__TASK TO CARRY OUT__.
Search the material for the string "HashSet", then return every line where it is found.

BEGIN

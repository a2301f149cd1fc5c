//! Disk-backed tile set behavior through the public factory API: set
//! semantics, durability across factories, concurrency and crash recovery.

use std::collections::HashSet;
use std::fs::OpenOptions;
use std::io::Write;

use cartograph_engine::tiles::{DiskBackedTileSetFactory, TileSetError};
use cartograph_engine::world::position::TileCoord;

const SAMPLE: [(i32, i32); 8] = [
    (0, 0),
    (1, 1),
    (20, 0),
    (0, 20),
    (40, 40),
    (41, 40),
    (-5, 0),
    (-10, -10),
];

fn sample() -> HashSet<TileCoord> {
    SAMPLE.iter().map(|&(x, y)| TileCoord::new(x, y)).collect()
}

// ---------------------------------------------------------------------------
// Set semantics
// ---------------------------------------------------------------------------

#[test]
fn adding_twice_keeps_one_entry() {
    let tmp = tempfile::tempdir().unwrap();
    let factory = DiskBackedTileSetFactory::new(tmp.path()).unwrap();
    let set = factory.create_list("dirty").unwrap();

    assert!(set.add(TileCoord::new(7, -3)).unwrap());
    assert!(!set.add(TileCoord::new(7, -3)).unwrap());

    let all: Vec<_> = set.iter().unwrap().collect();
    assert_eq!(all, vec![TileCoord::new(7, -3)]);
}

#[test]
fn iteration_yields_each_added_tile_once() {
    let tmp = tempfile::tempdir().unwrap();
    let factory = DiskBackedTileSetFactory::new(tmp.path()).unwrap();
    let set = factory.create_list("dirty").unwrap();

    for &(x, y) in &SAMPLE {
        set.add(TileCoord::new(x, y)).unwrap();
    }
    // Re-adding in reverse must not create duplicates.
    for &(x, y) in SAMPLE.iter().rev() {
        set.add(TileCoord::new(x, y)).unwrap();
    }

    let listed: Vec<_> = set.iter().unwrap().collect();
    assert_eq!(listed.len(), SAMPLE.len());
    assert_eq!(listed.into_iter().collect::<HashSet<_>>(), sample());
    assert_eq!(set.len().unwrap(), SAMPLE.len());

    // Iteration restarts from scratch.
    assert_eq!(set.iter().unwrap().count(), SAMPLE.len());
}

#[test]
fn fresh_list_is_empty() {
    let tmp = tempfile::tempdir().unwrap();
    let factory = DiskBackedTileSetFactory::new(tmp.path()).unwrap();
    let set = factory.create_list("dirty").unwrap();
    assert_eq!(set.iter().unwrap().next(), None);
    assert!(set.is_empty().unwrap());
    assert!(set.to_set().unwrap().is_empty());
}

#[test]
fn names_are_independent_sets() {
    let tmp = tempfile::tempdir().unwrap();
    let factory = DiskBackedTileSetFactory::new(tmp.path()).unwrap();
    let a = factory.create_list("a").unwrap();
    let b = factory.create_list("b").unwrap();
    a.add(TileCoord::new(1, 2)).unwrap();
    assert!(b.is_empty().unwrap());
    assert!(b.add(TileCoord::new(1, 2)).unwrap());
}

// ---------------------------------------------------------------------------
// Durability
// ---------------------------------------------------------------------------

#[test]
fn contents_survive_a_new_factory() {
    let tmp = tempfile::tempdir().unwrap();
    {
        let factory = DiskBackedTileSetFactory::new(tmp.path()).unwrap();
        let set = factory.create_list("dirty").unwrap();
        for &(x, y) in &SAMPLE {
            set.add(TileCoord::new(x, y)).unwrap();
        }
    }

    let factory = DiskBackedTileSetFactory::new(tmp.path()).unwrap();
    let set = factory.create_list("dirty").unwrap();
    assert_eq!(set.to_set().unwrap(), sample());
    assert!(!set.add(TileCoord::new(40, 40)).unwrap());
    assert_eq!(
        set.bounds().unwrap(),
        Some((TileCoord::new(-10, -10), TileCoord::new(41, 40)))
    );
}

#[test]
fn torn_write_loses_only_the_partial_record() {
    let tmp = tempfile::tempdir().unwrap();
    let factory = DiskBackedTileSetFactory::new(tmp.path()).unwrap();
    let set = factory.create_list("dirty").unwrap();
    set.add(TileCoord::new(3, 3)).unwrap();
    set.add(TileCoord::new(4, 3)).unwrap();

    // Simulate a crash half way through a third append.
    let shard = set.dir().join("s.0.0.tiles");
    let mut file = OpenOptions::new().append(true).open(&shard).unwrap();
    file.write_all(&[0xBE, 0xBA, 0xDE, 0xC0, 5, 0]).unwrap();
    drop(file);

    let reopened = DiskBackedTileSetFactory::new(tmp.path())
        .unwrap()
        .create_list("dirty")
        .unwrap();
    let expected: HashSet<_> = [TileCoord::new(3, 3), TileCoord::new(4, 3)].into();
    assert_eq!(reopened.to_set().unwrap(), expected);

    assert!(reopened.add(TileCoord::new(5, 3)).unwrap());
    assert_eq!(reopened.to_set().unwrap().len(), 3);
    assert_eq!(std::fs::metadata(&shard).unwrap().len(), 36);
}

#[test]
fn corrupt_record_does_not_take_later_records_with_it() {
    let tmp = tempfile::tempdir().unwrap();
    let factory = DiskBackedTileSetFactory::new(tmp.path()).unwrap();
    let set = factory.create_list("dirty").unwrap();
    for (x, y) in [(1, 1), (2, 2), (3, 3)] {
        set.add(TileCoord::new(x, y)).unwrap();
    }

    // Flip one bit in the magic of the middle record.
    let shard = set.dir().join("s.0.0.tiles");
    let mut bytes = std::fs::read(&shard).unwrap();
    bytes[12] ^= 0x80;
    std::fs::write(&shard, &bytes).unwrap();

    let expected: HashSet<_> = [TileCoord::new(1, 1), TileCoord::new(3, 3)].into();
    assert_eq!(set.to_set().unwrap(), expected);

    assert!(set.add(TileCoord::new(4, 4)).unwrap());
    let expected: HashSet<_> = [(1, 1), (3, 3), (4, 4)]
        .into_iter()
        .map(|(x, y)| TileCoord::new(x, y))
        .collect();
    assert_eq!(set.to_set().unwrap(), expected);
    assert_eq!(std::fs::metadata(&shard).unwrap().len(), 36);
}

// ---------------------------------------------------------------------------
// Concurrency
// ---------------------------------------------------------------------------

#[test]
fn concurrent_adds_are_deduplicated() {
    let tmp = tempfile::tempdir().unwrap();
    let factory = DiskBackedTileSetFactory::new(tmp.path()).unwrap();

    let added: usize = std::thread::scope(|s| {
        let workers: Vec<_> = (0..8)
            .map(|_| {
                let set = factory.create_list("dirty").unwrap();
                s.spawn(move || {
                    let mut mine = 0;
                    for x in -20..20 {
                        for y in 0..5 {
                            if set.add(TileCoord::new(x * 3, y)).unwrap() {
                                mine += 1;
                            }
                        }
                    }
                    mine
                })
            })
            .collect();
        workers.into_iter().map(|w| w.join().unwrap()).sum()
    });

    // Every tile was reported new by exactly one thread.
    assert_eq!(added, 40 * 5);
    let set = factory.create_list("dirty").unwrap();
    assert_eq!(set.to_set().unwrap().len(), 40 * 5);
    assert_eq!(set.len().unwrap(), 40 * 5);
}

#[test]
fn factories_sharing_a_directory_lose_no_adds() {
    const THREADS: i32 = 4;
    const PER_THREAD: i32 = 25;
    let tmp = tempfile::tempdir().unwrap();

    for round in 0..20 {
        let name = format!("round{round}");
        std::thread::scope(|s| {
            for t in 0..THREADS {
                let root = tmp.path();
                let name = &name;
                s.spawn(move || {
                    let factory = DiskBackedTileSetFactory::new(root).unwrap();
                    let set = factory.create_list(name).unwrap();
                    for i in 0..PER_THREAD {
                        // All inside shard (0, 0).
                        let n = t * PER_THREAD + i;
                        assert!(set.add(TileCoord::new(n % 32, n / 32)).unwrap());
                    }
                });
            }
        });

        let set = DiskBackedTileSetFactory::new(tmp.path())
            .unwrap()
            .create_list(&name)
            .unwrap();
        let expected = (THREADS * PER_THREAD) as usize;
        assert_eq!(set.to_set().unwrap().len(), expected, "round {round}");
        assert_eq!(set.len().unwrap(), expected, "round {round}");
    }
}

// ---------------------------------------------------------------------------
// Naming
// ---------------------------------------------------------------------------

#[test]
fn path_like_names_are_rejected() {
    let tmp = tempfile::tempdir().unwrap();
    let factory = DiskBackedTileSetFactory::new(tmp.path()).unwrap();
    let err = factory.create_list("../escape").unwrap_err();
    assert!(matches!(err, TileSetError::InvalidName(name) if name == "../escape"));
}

END
BEGIN

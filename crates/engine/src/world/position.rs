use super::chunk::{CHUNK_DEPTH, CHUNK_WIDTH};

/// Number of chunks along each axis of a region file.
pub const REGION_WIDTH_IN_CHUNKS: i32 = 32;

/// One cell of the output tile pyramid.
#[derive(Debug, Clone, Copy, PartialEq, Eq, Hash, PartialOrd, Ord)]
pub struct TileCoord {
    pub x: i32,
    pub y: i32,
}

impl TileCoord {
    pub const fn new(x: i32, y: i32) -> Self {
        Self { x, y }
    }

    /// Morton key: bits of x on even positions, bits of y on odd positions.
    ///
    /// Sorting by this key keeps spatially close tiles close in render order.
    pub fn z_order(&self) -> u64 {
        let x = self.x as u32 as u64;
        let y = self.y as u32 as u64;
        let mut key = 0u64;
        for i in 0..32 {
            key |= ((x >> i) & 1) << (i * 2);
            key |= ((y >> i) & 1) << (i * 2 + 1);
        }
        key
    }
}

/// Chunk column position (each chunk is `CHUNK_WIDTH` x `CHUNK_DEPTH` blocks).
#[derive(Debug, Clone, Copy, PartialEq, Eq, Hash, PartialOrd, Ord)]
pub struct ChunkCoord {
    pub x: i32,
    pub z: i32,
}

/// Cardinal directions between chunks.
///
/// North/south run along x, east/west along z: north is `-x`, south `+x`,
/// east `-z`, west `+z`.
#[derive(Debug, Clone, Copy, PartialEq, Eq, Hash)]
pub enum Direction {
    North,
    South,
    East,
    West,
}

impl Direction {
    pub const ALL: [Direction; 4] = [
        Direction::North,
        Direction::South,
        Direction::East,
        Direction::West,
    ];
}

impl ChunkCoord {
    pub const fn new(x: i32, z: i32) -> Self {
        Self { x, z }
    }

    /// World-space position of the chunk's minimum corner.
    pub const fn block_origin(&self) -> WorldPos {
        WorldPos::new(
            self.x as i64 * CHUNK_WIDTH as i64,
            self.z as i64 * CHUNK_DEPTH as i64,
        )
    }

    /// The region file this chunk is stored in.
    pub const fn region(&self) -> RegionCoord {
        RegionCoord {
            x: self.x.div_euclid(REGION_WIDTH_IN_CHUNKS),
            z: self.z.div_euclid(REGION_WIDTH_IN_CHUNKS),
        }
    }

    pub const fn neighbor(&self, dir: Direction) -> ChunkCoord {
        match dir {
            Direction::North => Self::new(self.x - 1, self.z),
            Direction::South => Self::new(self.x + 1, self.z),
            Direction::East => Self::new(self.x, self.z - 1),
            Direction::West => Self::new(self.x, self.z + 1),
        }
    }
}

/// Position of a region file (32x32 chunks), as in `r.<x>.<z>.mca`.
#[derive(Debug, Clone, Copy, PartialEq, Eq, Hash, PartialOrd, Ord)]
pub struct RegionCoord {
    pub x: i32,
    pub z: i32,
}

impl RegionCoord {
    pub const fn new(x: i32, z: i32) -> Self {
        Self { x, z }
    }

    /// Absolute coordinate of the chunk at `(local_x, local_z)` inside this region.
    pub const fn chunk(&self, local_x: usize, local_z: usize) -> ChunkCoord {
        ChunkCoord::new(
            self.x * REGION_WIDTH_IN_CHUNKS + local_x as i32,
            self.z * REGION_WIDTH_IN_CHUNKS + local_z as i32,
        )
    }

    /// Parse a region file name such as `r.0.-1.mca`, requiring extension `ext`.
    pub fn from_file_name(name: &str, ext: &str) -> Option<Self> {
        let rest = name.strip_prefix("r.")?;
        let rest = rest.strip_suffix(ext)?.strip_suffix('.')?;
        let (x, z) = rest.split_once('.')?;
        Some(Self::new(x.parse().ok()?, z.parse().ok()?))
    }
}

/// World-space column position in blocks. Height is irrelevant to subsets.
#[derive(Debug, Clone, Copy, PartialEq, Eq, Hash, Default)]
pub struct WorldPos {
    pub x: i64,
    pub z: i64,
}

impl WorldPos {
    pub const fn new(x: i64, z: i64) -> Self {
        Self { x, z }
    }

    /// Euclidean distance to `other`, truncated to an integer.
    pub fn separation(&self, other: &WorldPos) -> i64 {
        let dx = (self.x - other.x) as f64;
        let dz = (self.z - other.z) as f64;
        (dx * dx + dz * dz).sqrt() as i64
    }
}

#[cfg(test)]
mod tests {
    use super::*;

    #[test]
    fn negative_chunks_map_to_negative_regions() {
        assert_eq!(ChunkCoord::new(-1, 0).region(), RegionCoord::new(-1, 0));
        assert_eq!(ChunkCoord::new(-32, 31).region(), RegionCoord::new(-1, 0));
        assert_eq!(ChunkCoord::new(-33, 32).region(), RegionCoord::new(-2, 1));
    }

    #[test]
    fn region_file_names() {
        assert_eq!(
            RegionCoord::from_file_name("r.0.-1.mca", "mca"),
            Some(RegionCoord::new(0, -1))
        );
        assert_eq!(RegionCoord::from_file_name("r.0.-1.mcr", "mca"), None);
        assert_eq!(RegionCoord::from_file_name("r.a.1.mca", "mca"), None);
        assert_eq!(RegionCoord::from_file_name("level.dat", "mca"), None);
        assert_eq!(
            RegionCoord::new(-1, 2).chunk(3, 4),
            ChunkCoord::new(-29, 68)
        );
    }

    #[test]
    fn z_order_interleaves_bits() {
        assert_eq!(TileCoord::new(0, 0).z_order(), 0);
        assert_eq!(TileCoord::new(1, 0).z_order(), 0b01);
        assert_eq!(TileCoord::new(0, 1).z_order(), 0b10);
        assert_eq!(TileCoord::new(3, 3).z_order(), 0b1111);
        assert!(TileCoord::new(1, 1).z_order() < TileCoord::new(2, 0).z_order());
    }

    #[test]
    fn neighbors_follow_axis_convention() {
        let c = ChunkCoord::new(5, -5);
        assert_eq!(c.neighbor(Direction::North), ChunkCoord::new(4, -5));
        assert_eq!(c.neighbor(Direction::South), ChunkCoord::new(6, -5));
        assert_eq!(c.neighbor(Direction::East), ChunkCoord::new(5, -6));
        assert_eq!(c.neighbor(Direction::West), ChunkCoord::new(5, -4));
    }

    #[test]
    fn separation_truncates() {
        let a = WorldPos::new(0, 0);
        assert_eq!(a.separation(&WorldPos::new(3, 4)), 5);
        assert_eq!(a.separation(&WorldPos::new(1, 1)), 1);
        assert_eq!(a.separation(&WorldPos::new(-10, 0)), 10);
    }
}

END

__ANSWER SECTION__.
use std::collections::HashSet;
fn sample() -> HashSet<TileCoord> {
    assert_eq!(listed.into_iter().collect::<HashSet<_>>(), sample());
    let expected: HashSet<_> = [TileCoord::new(3, 3), TileCoord::new(4, 3)].into();
    let expected: HashSet<_> = [TileCoord::new(1, 1), TileCoord::new(3, 3)].into();
    let expected: HashSet<_> = [(1, 1), (3, 3), (4, 4)]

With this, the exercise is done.